Among the entries below, one stretch runs from the line that contains "Cancels on drop." through the line that contains "pub fn cancel(&self)". Repeat that stretch exactly, ends included, and only that.
»»
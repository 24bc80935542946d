//! Position Module
//!
//! One-shot and continuous position acquisition on top of the platform
//! location provider. The continuous watch applies a minimum-displacement
//! filter and is torn down through an idempotent [`WatchHandle::cancel`].

use std::sync::atomic::{AtomicBool, Ordering};
use std::sync::Arc;
use std::time::Duration;

use async_trait::async_trait;
use serde::{Deserialize, Serialize};
use tokio::sync::mpsc;
use tokio_util::sync::CancellationToken;
use tracing::{debug, trace, warn};

use crate::geo::{Coordinate, DisplacementFilter};

/// Per-call acquisition options. There is no subsystem-wide default:
/// every call site passes its own.
#[derive(Debug, Clone, PartialEq, Serialize, Deserialize)]
pub struct PositionOptions {
    pub high_accuracy: bool,
    pub timeout_secs: u64,
    /// How old a cached fix may be and still be returned
    pub maximum_age_secs: u64,
    /// Minimum movement in meters before a watch emits again
    pub distance_filter_m: f64,
    /// Requested update interval for watches
    pub interval_secs: Option<u64>,
}

impl PositionOptions {
    /// Settings for a single foreground fetch
    pub fn one_shot() -> Self {
        Self {
            high_accuracy: true,
            timeout_secs: 15,
            maximum_age_secs: 10,
            distance_filter_m: 0.0,
            interval_secs: None,
        }
    }

    /// Settings for the continuous foreground watch
    pub fn watch() -> Self {
        Self {
            high_accuracy: true,
            timeout_secs: 15,
            maximum_age_secs: 10,
            distance_filter_m: 5.0,
            interval_secs: Some(60),
        }
    }

    pub fn timeout(&self) -> Duration {
        Duration::from_secs(self.timeout_secs)
    }
}

/// Position acquisition errors
#[derive(Debug, Clone, PartialEq, thiserror::Error)]
pub enum PositionError {
    #[error("Location permission denied")]
    PermissionDenied,

    #[error("Timed out waiting for a position fix")]
    Timeout,

    #[error("Position unavailable: {0}")]
    Unavailable(String),
}

/// A single OS-delivered reading
pub type Fix = Result<Coordinate, PositionError>;

/// Identifier of a platform watch registration
pub type WatchId = u64;

/// Live platform subscription: fixes arrive on `fixes` until `stop_updates(id)`
pub struct FixSubscription {
    pub id: WatchId,
    pub fixes: mpsc::UnboundedReceiver<Fix>,
}

/// Platform location API
#[async_trait]
pub trait LocationProvider: Send + Sync {
    /// Resolve a single fix
    async fn current_position(&self, options: &PositionOptions) -> Fix;

    /// Register for continuous updates
    fn start_updates(&self, options: &PositionOptions) -> FixSubscription;

    /// Release a registration returned by `start_updates`
    fn stop_updates(&self, id: WatchId);
}

/// One-shot and continuous acquisition
#[derive(Clone)]
pub struct PositionSource {
    provider: Arc<dyn LocationProvider>,
}

impl PositionSource {
    pub fn new(provider: Arc<dyn LocationProvider>) -> Self {
        Self { provider }
    }

    /// Fetch one coordinate, bounded by `options.timeout_secs`
    pub async fn get_once(&self, options: &PositionOptions) -> Fix {
        match tokio::time::timeout(options.timeout(), self.provider.current_position(options)).await {
            Ok(Ok(coordinate)) => {
                debug!(%coordinate, "One-shot position acquired");
                Ok(coordinate)
            }
            Ok(Err(e)) => {
                warn!("One-shot position failed: {}", e);
                Err(e)
            }
            Err(_) => {
                warn!(timeout_secs = options.timeout_secs, "One-shot position timed out");
                Err(PositionError::Timeout)
            }
        }
    }

    /// Start a continuous watch.
    ///
    /// `on_update` receives every fix that passes the displacement filter,
    /// `on_error` receives provider errors. Once [`WatchHandle::cancel`]
    /// returns no further fix is taken from the provider; a callback that was
    /// already running when `cancel` was called may still complete.
    pub fn watch<U, E>(&self, on_update: U, on_error: E, options: &PositionOptions) -> WatchHandle
    where
        U: Fn(Coordinate) + Send + 'static,
        E: Fn(PositionError) + Send + 'static,
    {
        let FixSubscription { id, mut fixes } = self.provider.start_updates(options);
        let token = CancellationToken::new();
        let mut filter = DisplacementFilter::new(options.distance_filter_m);

        debug!(watch_id = id, distance_filter_m = options.distance_filter_m, "Position watch started");

        let task_token = token.clone();
        tokio::spawn(async move {
            loop {
                let fix = tokio::select! {
                    biased;
                    _ = task_token.cancelled() => break,
                    fix = fixes.recv() => match fix {
                        Some(fix) => fix,
                        None => break,
                    },
                };

                if task_token.is_cancelled() {
                    break;
                }

                match fix {
                    Ok(coordinate) if filter.accept(coordinate) => on_update(coordinate),
                    Ok(coordinate) => trace!(%coordinate, "Fix below displacement threshold"),
                    Err(e) => on_error(e),
                }
            }
            debug!(watch_id = id, "Position watch ended");
        });

        WatchHandle {
            id,
            provider: self.provider.clone(),
            token,
            stopped: AtomicBool::new(false),
        }
    }
}

/// Owner of a running watch. Cancels on drop.
pub struct WatchHandle {
    id: WatchId,
    provider: Arc<dyn LocationProvider>,
    token: CancellationToken,
    stopped: AtomicBool,
}

impl WatchHandle {
    pub fn id(&self) -> WatchId {
        self.id
    }

    pub fn is_active(&self) -> bool {
        !self.stopped.load(Ordering::Acquire)
    }

    /// Stop delivery and release the platform registration. Idempotent.
    pub fn cancel(&self) {
        if self.stopped.swap(true, Ordering::AcqRel) {
            return;
        }
        self.token.cancel();
        self.provider.stop_updates(self.id);
        debug!(watch_id = self.id, "Position watch cancelled");
    }
}

impl Drop for WatchHandle {
    fn drop(&mut self) {
        self.cancel();
    }
}

impl std::fmt::Debug for WatchHandle {
    fn fmt(&self, f: &mut std::fmt::Formatter<'_>) -> std::fmt::Result {
        f.debug_struct("WatchHandle")
            .field("id", &self.id)
            .field("active", &self.is_active())
            .finish()
    }
}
««
- Task solution -
/// Owner of a running watch. Cancels on drop.
pub struct WatchHandle {
    id: WatchId,
    provider: Arc<dyn LocationProvider>,
    token: CancellationToken,
    stopped: AtomicBool,
}

impl WatchHandle {
    pub fn id(&self) -> WatchId {
        self.id
    }

    pub fn is_active(&self) -> bool {
        !self.stopped.load(Ordering::Acquire)
    }

    /// Stop delivery and release the platform registration. Idempotent.
    pub fn cancel(&self) {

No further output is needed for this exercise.